She didn’t intentionally follow her father’s footsteps. Jai Lal immigrated to the Monterey Peninsula from the Fiji Islands in 1957 and became a respected chef, both at The Lodge at Pebble Beach and Anton & Michel. But N. Monica Lal earned a degree in history from Reed College and thought a gig she took at Pebble Beach was just temporary. Twenty-five years later, Lal has cooked around the world, has been inducted into Les Dames d’Escoffier and is Chef in Residence at Stonepine Estate. “Developing menus for 20 to 40 people is a happy place for me to cook,” she says.
Weekly: What’s the difference between your father’s time as a chef and yours?
Lal: I think being able to have consistent staffing, not having to ask the staff to multi task. People would work their five days. It was more of a living wage. And people dined differently.

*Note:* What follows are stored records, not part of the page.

//! Nullable cache store — thread-safe in-memory storage for testing.

use std::collections::HashMap;
use std::sync::Mutex;

use txtrail_store::{StoreError, TxCacheStore};
use txtrail_types::{Transaction, TxId};

/// An in-memory transaction cache for testing.
/// Thread-safe for use with tokio's multi-threaded runtime.
#[derive(Default)]
pub struct NullCacheStore {
    records: Mutex<HashMap<TxId, Transaction>>,
    fail_puts_for: Mutex<Vec<TxId>>,
}

impl NullCacheStore {
    pub fn new() -> Self {
        Self::default()
    }

    /// Make every subsequent `put` of this id fail with a backend error.
    pub fn fail_put_for(&self, id: TxId) {
        self.fail_puts_for.lock().unwrap().push(id);
    }

    /// Seed a record directly, bypassing the trait (for arranging hits).
    pub fn seed(&self, tx: Transaction) {
        self.records.lock().unwrap().insert(tx.id.clone(), tx);
    }

    pub fn record_count(&self) -> usize {
        self.records.lock().unwrap().len()
    }
}

impl TxCacheStore for NullCacheStore {
    fn ensure_container(&self) -> Result<(), StoreError> {
        Ok(())
    }

    fn lookup(&self, id: &TxId) -> Result<Option<Transaction>, StoreError> {
        Ok(self.records.lock().unwrap().get(id).cloned())
    }

    fn put(&self, tx: &Transaction) -> Result<(), StoreError> {
        if self.fail_puts_for.lock().unwrap().contains(&tx.id) {
            return Err(StoreError::Backend(format!(
                "injected write failure for {}",
                tx.id
            )));
        }
        self.records
            .lock()
            .unwrap()
            .insert(tx.id.clone(), tx.clone());
        Ok(())
    }
}
//! Enrichment orchestrator for txtrail.
//!
//! Turns a batch of cache-miss transactions into fully merged, persisted
//! records: fetches raw bodies, partitions confirmed transactions by block
//! height, resolves each distinct height concurrently (bounded fan-out,
//! per-request deadline), merges block hashes back in and writes the merged
//! records to the cache store.

pub mod enricher;
pub mod error;

pub use enricher::{EnrichConfig, EnrichOutcome, Enricher, ForkPolicy};
pub use error::EnrichError;
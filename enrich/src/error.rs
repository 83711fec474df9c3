//! Partial-failure taxonomy of the enrichment pass.
//!
//! None of these abort the batch: each is collected alongside whatever did
//! succeed and reported to the caller.

use thiserror::Error;
use txtrail_client::ClientError;
use txtrail_store::StoreError;
use txtrail_types::TxId;

#[derive(Debug, Error)]
pub enum EnrichError {
    #[error("raw body fetch failed for {id}: {source}")]
    RawFetch { id: TxId, source: ClientError },

    #[error("block lookup failed at height {height}: {source}")]
    HeightLookup { height: u64, source: ClientError },

    #[error("ledger reports {candidates} candidate blocks at height {height}")]
    ForkAmbiguity { height: u64, candidates: usize },

    #[error("no block found at height {height}")]
    NoMatchingBlock { height: u64 },

    #[error("failed to persist {id}: {source}")]
    Persist { id: TxId, source: StoreError },

    #[error("deadline exceeded while {stage}")]
    Deadline { stage: String },
}
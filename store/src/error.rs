use thiserror::Error;

#[derive(Debug, Error)]
pub enum StoreError {
    #[error("key not found: {0}")]
    NotFound(String),

    #[error("storage backend error: {0}")]
    Backend(String),

    #[error("serialization error: {0}")]
    Serialization(String),

    #[error("database is corrupted: {0}")]
    Corruption(String),
}
//! Ledger data source client for txtrail.
//!
//! [`LedgerClient`] is the capability interface the pipeline depends on;
//! [`HttpLedgerClient`] implements it against a blockchain.info-compatible
//! HTTP API. The client owns no state beyond its connection pool.

pub mod error;
pub mod http;

pub use error::ClientError;
pub use http::HttpLedgerClient;

use async_trait::async_trait;
use txtrail_types::{Address, BlockInfo, TxId, TxSummary};

/// Read capabilities of the external ledger.
///
/// Network-backed, no retry built in. Callers must not hold locks across
/// these calls.
#[async_trait]
pub trait LedgerClient: Send + Sync {
    /// All transactions the ledger associates with `address`, in the order
    /// the ledger returns them. No ordering guarantee is imposed.
    async fn transactions_for_address(
        &self,
        address: &Address,
    ) -> Result<Vec<TxSummary>, ClientError>;

    /// The serialized body of one transaction.
    async fn raw_transaction(&self, id: &TxId) -> Result<String, ClientError>;

    /// The block(s) the ledger reports at `height`. More than one candidate
    /// means the ledger has seen a fork at that height.
    async fn blocks_at_height(&self, height: u64) -> Result<Vec<BlockInfo>, ClientError>;
}
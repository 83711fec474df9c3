//! Request/response types and the merge-trigger core.

use serde::{Deserialize, Serialize};

use txtrail_types::{Address, Block, Transaction};

use crate::server::AppState;
use crate::RpcError;

// ── Wire shapes ──────────────────────────────────────────────────────────

#[derive(Debug, Deserialize)]
pub struct GetTransactionsRequest {
    pub address: String,
}

#[derive(Debug, Serialize)]
pub struct GetTransactionsResponse {
    pub transactions: Vec<TransactionView>,
    /// Partial-failure annotations (deadline, unresolved heights, failed
    /// writes). Empty means the batch enriched cleanly.
    #[serde(skip_serializing_if = "Vec::is_empty")]
    pub errors: Vec<String>,
}

/// One transaction as the API serves it: the raw body plus block metadata,
/// `block` null while unconfirmed.
#[derive(Debug, Serialize)]
pub struct TransactionView {
    pub raw: String,
    pub block: Option<BlockView>,
}

#[derive(Debug, Serialize)]
pub struct BlockView {
    #[serde(skip_serializing_if = "Option::is_none")]
    pub hash: Option<String>,
    pub height: u64,
    pub time: u64,
}

impl From<Transaction> for TransactionView {
    fn from(tx: Transaction) -> Self {
        Self {
            raw: tx.raw,
            block: tx.block.map(BlockView::from),
        }
    }
}

impl From<Block> for BlockView {
    fn from(b: Block) -> Self {
        Self {
            hash: b.hash,
            height: b.height,
            time: b.time,
        }
    }
}

// ── Merge-trigger core ───────────────────────────────────────────────────

/// Assemble the full transaction list for an address.
///
/// Partitions the ledger's listing into cache hits (returned verbatim) and
/// misses, hands the complete miss set to the enricher in a single batch,
/// and responds hits first, then enriched misses — both halves in
/// ledger-listing order.
///
/// Failing to obtain the listing itself is the only request-fatal error;
/// everything downstream degrades to annotations in the response.
pub async fn assemble_transactions(
    state: &AppState,
    address: &Address,
) -> Result<GetTransactionsResponse, RpcError> {
    if address.is_empty() {
        return Err(RpcError::InvalidRequest("address must not be empty".into()));
    }

    let listing = state.client.transactions_for_address(address).await?;
    tracing::debug!(address = %address, listed = listing.len(), "ledger listing fetched");

    let mut hits = Vec::new();
    let mut misses = Vec::new();
    for summary in listing {
        match state.store.lookup(&summary.id)? {
            Some(tx) => hits.push(tx),
            None => misses.push(summary),
        }
    }

    let hit_count = hits.len();
    let outcome = state.enricher.enrich(misses).await;
    tracing::info!(
        address = %address,
        hits = hit_count,
        enriched = outcome.transactions.len(),
        failures = outcome.failures.len(),
        "request assembled"
    );

    let errors = outcome.failures.iter().map(|f| f.to_string()).collect();
    let transactions = hits
        .into_iter()
        .chain(outcome.transactions)
        .map(TransactionView::from)
        .collect();

    Ok(GetTransactionsResponse {
        transactions,
        errors,
    })
}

Fast casual is the name of the game. People sit down to eat less often.
They eat rather than dine.
Yes, that’s a good way to put it.
Is it a bit crazy to want to be a chef?
It’s hard work, but I find it’s so satisfying. If you want to be a millionaire, it’s probably not going to happen in hospitality. But there’s a tremendous amount to learn, which to me is exciting.
Do chefs cook at home?
I always have, but that’s just me. I can eat better if I buy cheese at The Cheese Shop, get bread from Ad Astra. I visit farmers markets. I’m in the bean club – heirloom beans from Rancho Gordo, which is kind of geeky, but awesome.
If you weren’t a chef, what would you do?
That’s a tough one. I’d be happy being a teacher. I’d be happy being a book editor.